INTRODUCTION AND OBJECTIVES: Liver stiffness measurements (LSMs) offer a noninvasive method for monitoring liver disease development. This study evaluated the prognostic value of different LSM trajectories in chronic hepatitis B (CHB) and compensated advanced chronic liver disease (cACLD) patients. MATERIALS AND METHODS: We retrospectively analyzed 1272 CHB and cACLD patients with at least two LSMs, applied group-based trajectory modeling (GBTM) to identify distinct LSM trajectories, and used a Cox model to analyze their associations with liver-related events (LREs) and mortality risk.
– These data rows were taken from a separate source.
//! HTTP handlers for both services.

pub mod generate;
pub mod rag;

use axum::Json;
use serde_json::{Value, json};

/// Liveness probe shared by both services.
pub async fn health_check() -> Json<Value> {
    Json(json!({ "status": "ok" }))
}
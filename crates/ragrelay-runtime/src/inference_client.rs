//! HTTP client for the inference service.
//!
//! Used by the RAG service. One instance is built at startup and shared by
//! all requests; the underlying `reqwest::Client` pools connections.

use std::time::Duration;

use async_trait::async_trait;
use reqwest::Client;
use serde::Deserialize;
use tracing::debug;

use ragrelay_core::ports::{InferenceClient, UpstreamError};
use ragrelay_core::{GenerationRequest, RagSettings};

/// The part of a generation response the RAG service needs.
#[derive(Debug, Deserialize)]
struct GenerationReply {
    #[serde(default)]
    text: Option<String>,
}

/// `InferenceClient` that posts to the inference service's `/generate`.
#[derive(Debug, Clone)]
pub struct HttpInferenceClient {
    endpoint: String,
    timeout: Duration,
    client: Client,
}

impl HttpInferenceClient {
    /// Create a client for `endpoint` with a per-request `timeout`.
    pub fn new(endpoint: impl Into<String>, timeout: Duration) -> reqwest::Result<Self> {
        let client = Client::builder()
            .timeout(timeout)
            .pool_max_idle_per_host(10)
            .build()?;

        Ok(Self {
            endpoint: endpoint.into(),
            timeout,
            client,
        })
    }

    pub fn from_settings(settings: &RagSettings) -> reqwest::Result<Self> {
        Self::new(
            settings.inference_url.clone(),
            Duration::from_secs(settings.inference_timeout_secs),
        )
    }

    pub fn endpoint(&self) -> &str {
        &self.endpoint
    }

    pub const fn timeout(&self) -> Duration {
        self.timeout
    }
}

#[async_trait]
impl InferenceClient for HttpInferenceClient {
    async fn generate(
        &self,
        prompt: &str,
        max_new_tokens: u32,
        temperature: f32,
    ) -> Result<String, UpstreamError> {
        let payload = GenerationRequest {
            prompt: prompt.to_string(),
            max_new_tokens,
            temperature,
        };

        debug!(endpoint = %self.endpoint, max_new_tokens, "Forwarding prompt to inference service");

        let response = self
            .client
            .post(&self.endpoint)
            .json(&payload)
            .send()
            .await
            .map_err(|e| UpstreamError::Transport(e.to_string()))?;

        let status = response.status();
        if !status.is_success() {
            let body = response.text().await.unwrap_or_default();
            return Err(UpstreamError::Status {
                status: status.as_u16(),
                body,
            });
        }

        let reply: GenerationReply = response
            .json()
            .await
            .map_err(|e| UpstreamError::Decode(e.to_string()))?;

        Ok(reply.text.unwrap_or_default())
    }
}
//! Deterministic echo model client.

use async_trait::async_trait;
use ragrelay_core::ports::{GenerationError, ModelClient};
use ragrelay_core::ModelMode;

/// Marker appended to every mock completion.
pub const MOCK_COMPLETION_MARKER: &str = "[mock completion]";

/// Model identifier reported by the mock client.
pub const MOCK_MODEL_NAME: &str = "mock-echo";

/// Echo backend with no external dependency.
///
/// Appends [`MOCK_COMPLETION_MARKER`] to the prompt and truncates the result
/// to the prompt length plus `max_new_tokens` characters.
#[derive(Debug, Clone, Copy, Default)]
pub struct MockModelClient;

impl MockModelClient {
    pub const fn new() -> Self {
        Self
    }

    /// The completion this client produces, without going through the trait.
    pub fn complete(prompt: &str, max_new_tokens: u32) -> String {
        let separator = if prompt.ends_with(' ') { "" } else { " " };
        let limit = prompt.chars().count() + max_new_tokens as usize;

        format!("{prompt}{separator}{MOCK_COMPLETION_MARKER}")
            .chars()
            .take(limit)
            .collect()
    }
}

#[async_trait]
impl ModelClient for MockModelClient {
    fn mode(&self) -> ModelMode {
        ModelMode::Mock
    }

    fn model_name(&self) -> &str {
        MOCK_MODEL_NAME
    }

    async fn generate(
        &self,
        prompt: &str,
        max_new_tokens: u32,
        _temperature: f32,
    ) -> Result<String, GenerationError> {
        Ok(Self::complete(prompt, max_new_tokens))
    }
}
//! Fakes and helpers shared by the router tests.

#![allow(dead_code)]

use std::sync::{Arc, Mutex};

use async_trait::async_trait;
use axum::body::Body;
use axum::http::{Request, Response};
use http_body_util::BodyExt;
use mockall::mock;
use serde_json::Value;

use ragrelay_core::ports::{
    GenerationError, InferenceClient, ModelClient, RetrievalError, Retriever, UpstreamError,
};
use ragrelay_core::{ModelMode, RetrievedChunk};
use ragrelay_axum::RagContext;

mock! {
    pub Model {}

    #[async_trait]
    impl ModelClient for Model {
        fn mode(&self) -> ModelMode;
        fn model_name(&self) -> &str;
        async fn generate(
            &self,
            prompt: &str,
            max_new_tokens: u32,
            temperature: f32,
        ) -> Result<String, GenerationError>;
    }
}

mock! {
    pub Retrieval {}

    #[async_trait]
    impl Retriever for Retrieval {
        async fn fetch(&self, query: &str) -> Result<Vec<RetrievedChunk>, RetrievalError>;
    }
}

mock! {
    pub Inference {}

    #[async_trait]
    impl InferenceClient for Inference {
        async fn generate(
            &self,
            prompt: &str,
            max_new_tokens: u32,
            temperature: f32,
        ) -> Result<String, UpstreamError>;
    }
}

/// Retriever returning one fixed chunk.
pub struct FixedRetriever;

#[async_trait]
impl Retriever for FixedRetriever {
    async fn fetch(&self, _query: &str) -> Result<Vec<RetrievedChunk>, RetrievalError> {
        Ok(vec![RetrievedChunk::new("ctx", "stub", 0.9)])
    }
}

/// Inference client echoing the prompt it received, and remembering it.
#[derive(Default)]
pub struct EchoInference {
    pub last_prompt: Mutex<Option<String>>,
}

#[async_trait]
impl InferenceClient for EchoInference {
    async fn generate(
        &self,
        prompt: &str,
        _max_new_tokens: u32,
        _temperature: f32,
    ) -> Result<String, UpstreamError> {
        *self.last_prompt.lock().unwrap() = Some(prompt.to_string());
        Ok(format!("stubbed: {prompt}"))
    }
}

/// Inference client that always fails with a revealing message.
pub struct BrokenInference;

pub const LEAKY_MESSAGE: &str = "secret upstream stack trace";

#[async_trait]
impl InferenceClient for BrokenInference {
    async fn generate(
        &self,
        _prompt: &str,
        _max_new_tokens: u32,
        _temperature: f32,
    ) -> Result<String, UpstreamError> {
        Err(UpstreamError::Status {
            status: 500,
            body: LEAKY_MESSAGE.to_string(),
        })
    }
}

pub fn rag_context(inference: Arc<dyn InferenceClient>) -> RagContext {
    RagContext::new(Arc::new(FixedRetriever), inference)
}

pub fn get(uri: &str) -> Request<Body> {
    Request::builder().uri(uri).body(Body::empty()).unwrap()
}

pub fn post_json(uri: &str, body: &Value) -> Request<Body> {
    post_raw(uri, body.to_string())
}

pub fn post_raw(uri: &str, body: impl Into<String>) -> Request<Body> {
    Request::builder()
        .method("POST")
        .uri(uri)
        .header("content-type", "application/json")
        .body(Body::from(body.into()))
        .unwrap()
}

pub async fn json_body(response: Response<Body>) -> Value {
    let bytes = response.into_body().collect().await.unwrap().to_bytes();
    serde_json::from_slice(&bytes).unwrap()
}
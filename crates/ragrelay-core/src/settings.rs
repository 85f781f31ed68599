//! Settings domain types and validation.
//!
//! Settings are resolved once at process start (by the CLI) and handed to
//! the composition root. These are pure domain types with no knowledge of
//! where the values came from.

use std::path::PathBuf;

use crate::domain::ModelMode;

/// Default listen port of the inference service.
pub const DEFAULT_INFERENCE_PORT: u16 = 8000;

/// Default listen port of the RAG service.
pub const DEFAULT_RAG_PORT: u16 = 8001;

/// Default endpoint the RAG service posts generation requests to.
pub const DEFAULT_INFERENCE_URL: &str = "http://localhost:8000/generate";

/// Default timeout, in seconds, for the RAG -> inference call.
pub const DEFAULT_INFERENCE_TIMEOUT_SECS: u64 = 30;

/// Default number of chunks a retriever may return.
pub const DEFAULT_TOP_K: usize = 3;

/// Default time, in seconds, a real model may take to become ready.
pub const DEFAULT_MODEL_LOAD_TIMEOUT_SECS: u64 = 120;

/// Model client selection for the inference service.
#[derive(Debug, Clone, PartialEq, Eq)]
pub struct ModelSettings {
    /// Which model client variant to build.
    pub mode: ModelMode,

    /// Model identifier: a local GGUF path or a Hugging Face repo.
    /// Only used in real mode, where it is required.
    pub model_name: Option<String>,

    /// Explicit llama-server binary. `None` searches `PATH`.
    pub llama_server_path: Option<PathBuf>,

    /// Seconds to wait for a real model to pass its health check.
    pub load_timeout_secs: u64,
}

impl ModelSettings {
    #[must_use]
    pub const fn with_defaults() -> Self {
        Self {
            mode: ModelMode::Mock,
            model_name: None,
            llama_server_path: None,
            load_timeout_secs: DEFAULT_MODEL_LOAD_TIMEOUT_SECS,
        }
    }

    /// Settings for a real model with default timeouts.
    pub fn real(model_name: impl Into<String>) -> Self {
        Self {
            mode: ModelMode::Real,
            model_name: Some(model_name.into()),
            ..Self::with_defaults()
        }
    }
}

impl Default for ModelSettings {
    fn default() -> Self {
        Self::with_defaults()
    }
}

/// Outbound and retrieval settings for the RAG service.
#[derive(Debug, Clone, PartialEq, Eq)]
pub struct RagSettings {
    /// Full URL of the inference service's generate endpoint.
    pub inference_url: String,

    /// Timeout, in seconds, for one inference call.
    pub inference_timeout_secs: u64,

    /// Maximum chunks the retriever returns.
    pub top_k: usize,
}

impl RagSettings {
    #[must_use]
    pub fn with_defaults() -> Self {
        Self {
            inference_url: DEFAULT_INFERENCE_URL.to_string(),
            inference_timeout_secs: DEFAULT_INFERENCE_TIMEOUT_SECS,
            top_k: DEFAULT_TOP_K,
        }
    }
}

impl Default for RagSettings {
    fn default() -> Self {
        Self::with_defaults()
    }
}

/// Settings validation error.
#[derive(Debug, Clone, PartialEq, Eq, thiserror::Error)]
pub enum SettingsError {
    #[error("MODEL_NAME must be set when MODEL_MODE=real")]
    MissingModelName,

    #[error("Model load timeout must be at least 1 second")]
    InvalidLoadTimeout,

    #[error("Inference URL must start with http:// or https://, got '{0}'")]
    InvalidInferenceUrl(String),

    #[error("Inference timeout must be at least 1 second")]
    InvalidInferenceTimeout,

    #[error("Retriever top-k must be at least 1")]
    InvalidTopK,
}

/// Validate model settings.
pub fn validate_model_settings(settings: &ModelSettings) -> Result<(), SettingsError> {
    if settings.mode == ModelMode::Real
        && settings
            .model_name
            .as_ref()
            .is_none_or(|name| name.trim().is_empty())
    {
        return Err(SettingsError::MissingModelName);
    }

    if settings.load_timeout_secs == 0 {
        return Err(SettingsError::InvalidLoadTimeout);
    }

    Ok(())
}

/// Validate RAG settings.
pub fn validate_rag_settings(settings: &RagSettings) -> Result<(), SettingsError> {
    let url = settings.inference_url.trim();
    if !(url.starts_with("http://") || url.starts_with("https://")) {
        return Err(SettingsError::InvalidInferenceUrl(
            settings.inference_url.clone(),
        ));
    }

    if settings.inference_timeout_secs == 0 {
        return Err(SettingsError::InvalidInferenceTimeout);
    }

    if settings.top_k == 0 {
        return Err(SettingsError::InvalidTopK);
    }

    Ok(())
}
RESULTS: Patients were categorized into five groups with distinct LSM trajectories: 67 (8.5%), 13 (11%), 36 (23.5%), 34 (27.6%) and 23 (25.0%) developed LREs in Groups 1-5. The low stable trajectory (Group 3), the medium gradual decrease trajectory (Group 4) and high quickly decrease followed by increase trajectory (Group 5) had higher LREs risks than the low gradual decrease trajectory (Group 1) (adjusted HRs 2.26, 2.39, 2.67
95% CIs 1.50-3.40, 1.57-3.66, 1.61-4.43, respectively). Similar elevated risks were observed for hepatic decompensation, hepatocellular carcinoma (HCC), liver-related and all-cause mortality, except that there was no significant difference in the risk of HCC between Groups 4 and 1 (aHR 0.66, 0.36-1.23). When comparing Group 1 with the medium quickly decrease trajectory (Group 2), no significant differences were noted in the prognosis (P >
0.05). Notably, age over 40, high LSM, low PLT, and high total bilirubin were linked to high-risk trajectories (Groups 3-5). CONCLUSIONS: Monitoring LSM trajectories improves prognostic prediction in CHB and cACLD compared with single measurements and may guide personalized treatment strategies.